Colour vision tests and colour naming by thirteen incomplete achromats in Bishnupur.

作者信息

Pickford R W, Bose J, Joardar B S, Sen R N

出版信息

Br J Physiol Opt. 1979;33(3):1-10.

PMID:317998
Abstract

As an exploratory study six colour vision tests were given to nine male and two female achromats from the Shankhabanik community in Bishnupur, and to two additional similar males. All thirteen subjects had severe photophobia, fixation nystagmus, extreme weakness of vision (4/24 to 3/60) and the red end of the spectrum was much shortened. This research indicates that they had a form of incomplete achromatopsia, varying from an almost complete to a very severe partial loss of colour vision. The condition is inherited as an autosomal recessive. The most likely interpretation of these cases is that they are incomplete rod achromats. Their performance on the colour vision tests is tabulated, and shows complete inability to do the Ishihara test; nearly complete inability on the HRR test, with a possible slight tendency to do better in the yellow-blue than the red-green sub-tests; on Sloan's test they show approximate accordance with her results for achromats; they have severe difficulty with the dichotomous and 100-hue tests, with a possible slight tendency to make fewer errors on the G/B sections.

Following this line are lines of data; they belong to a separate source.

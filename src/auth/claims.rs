use serde::{Deserialize, Serialize};
use uuid::Uuid;

use crate::auth::repo_types::Role;

/// JWT payload used for authentication.
#[derive(Debug, Clone, Serialize, Deserialize)]
pub struct Claims {
    pub sub: Uuid,        // user ID
    pub username: String, // username at issue time
    pub role: Role,       // USER or ADMIN
    pub iat: usize,       // issued at (unix timestamp)
    pub exp: usize,       // expires at (unix timestamp)
    pub iss: String,      // issuer
    pub aud: String,      // audience
}

/// Identity resolved from a verified token, handed to handlers explicitly.
#[derive(Debug, Clone, PartialEq, Eq)]
pub struct Caller {
    pub id: Uuid,
    pub username: String,
    pub role: Role,
}

impl From<Claims> for Caller {
    fn from(c: Claims) -> Self {
        Self {
            id: c.sub,
            username: c.username,
            role: c.role,
        }
    }
}
use axum::{
    extract::{FromRef, State},
    routing::post,
    Json, Router,
};
use tracing::instrument;

use crate::{
    auth::{
        dto::{AuthResponse, LoginRequest, RegisterRequest},
        jwt::JwtKeys,
        repo_types::Role,
        services,
    },
    error::AppError,
    extract::JsonBody,
    state::AppState,
};

pub fn auth_routes() -> Router<AppState> {
    Router::new()
        .route("/auth/register", post(register))
        .route("/auth/register/admin", post(register_admin))
        .route("/auth/login", post(login))
}

#[instrument(skip(state, payload))]
pub async fn register(
    State(state): State<AppState>,
    JsonBody(payload): JsonBody<RegisterRequest>,
) -> Result<Json<AuthResponse>, AppError> {
    let keys = JwtKeys::from_ref(&state);
    let (user, token) = services::register(state.store.as_ref(), &keys, payload, Role::User).await?;
    Ok(Json(AuthResponse {
        token,
        username: user.username,
        role: user.role,
    }))
}

/// Access is decided by the admin-registration policy before this runs.
#[instrument(skip(state, payload))]
pub async fn register_admin(
    State(state): State<AppState>,
    JsonBody(payload): JsonBody<RegisterRequest>,
) -> Result<Json<AuthResponse>, AppError> {
    let keys = JwtKeys::from_ref(&state);
    let (user, token) =
        services::register(state.store.as_ref(), &keys, payload, Role::Admin).await?;
    Ok(Json(AuthResponse {
        token,
        username: user.username,
        role: user.role,
    }))
}

#[instrument(skip(state, payload))]
pub async fn login(
    State(state): State<AppState>,
    JsonBody(payload): JsonBody<LoginRequest>,
) -> Result<Json<AuthResponse>, AppError> {
    let keys = JwtKeys::from_ref(&state);
    let (user, token) = services::login(state.store.as_ref(), &keys, payload).await?;
    Ok(Json(AuthResponse {
        token,
        username: user.username,
        role: user.role,
    }))
}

The anomaloscope shows little abnormality of mid-matching points, but great increases in average matching ranges above the normal, although not absolute loss of colour sense, but with extreme darkening or shortening of the red end of the spectrum. Their colour naming was carefully recorded, and was fairly good occasionally, sometimes erroneous without being wildly at fault, and most often completely wrong. The records of colour naming were made, not, of course, as a form of colour vision test, but simply to illustrate the ways in which such defectives make an effort to use colour names in general use among their friends and relatives.

摘要

作为一项探索性研究,对来自比什努布尔尚卡巴尼克社区的9名男性和2名女性全色盲患者,以及另外2名类似的男性进行了6项色觉测试。所有13名受试者都有严重的畏光、注视性眼球震颤、极度视力低下(4/24至3/60),并且光谱的红色端大大缩短。这项研究表明,他们患有某种形式的不完全性全色盲,从几乎完全丧失到非常严重的部分色觉丧失不等。这种病症以常染色体隐性方式遗传。对这些病例最可能的解释是,他们是不完全性视杆细胞全色盲患者。他们在色觉测试中的表现被制成表格,结果显示他们完全无法完成石原氏测试;在HRR测试中几乎完全无法完成,在黄蓝子测试中可能比红绿子测试表现稍好;在斯隆测试中,他们的表现与她对全色盲患者的测试结果大致相符;他们在二色性和100色调测试中困难重重,在G/B部分可能有稍微少犯错误的倾向。色盲检查镜显示中间匹配点几乎没有异常,但平均匹配范围比正常情况大幅增加,虽然不是完全丧失色觉,但光谱红色端极度变暗或缩短。他们的颜色命名被仔细记录下来,偶尔相当不错,有时有错误但不至于离谱,最常见的情况是完全错误。颜色命名记录当然不是作为一种色觉测试形式,而只是为了说明这些有缺陷的人在努力使用他们朋友和亲戚普遍使用的颜色名称的方式。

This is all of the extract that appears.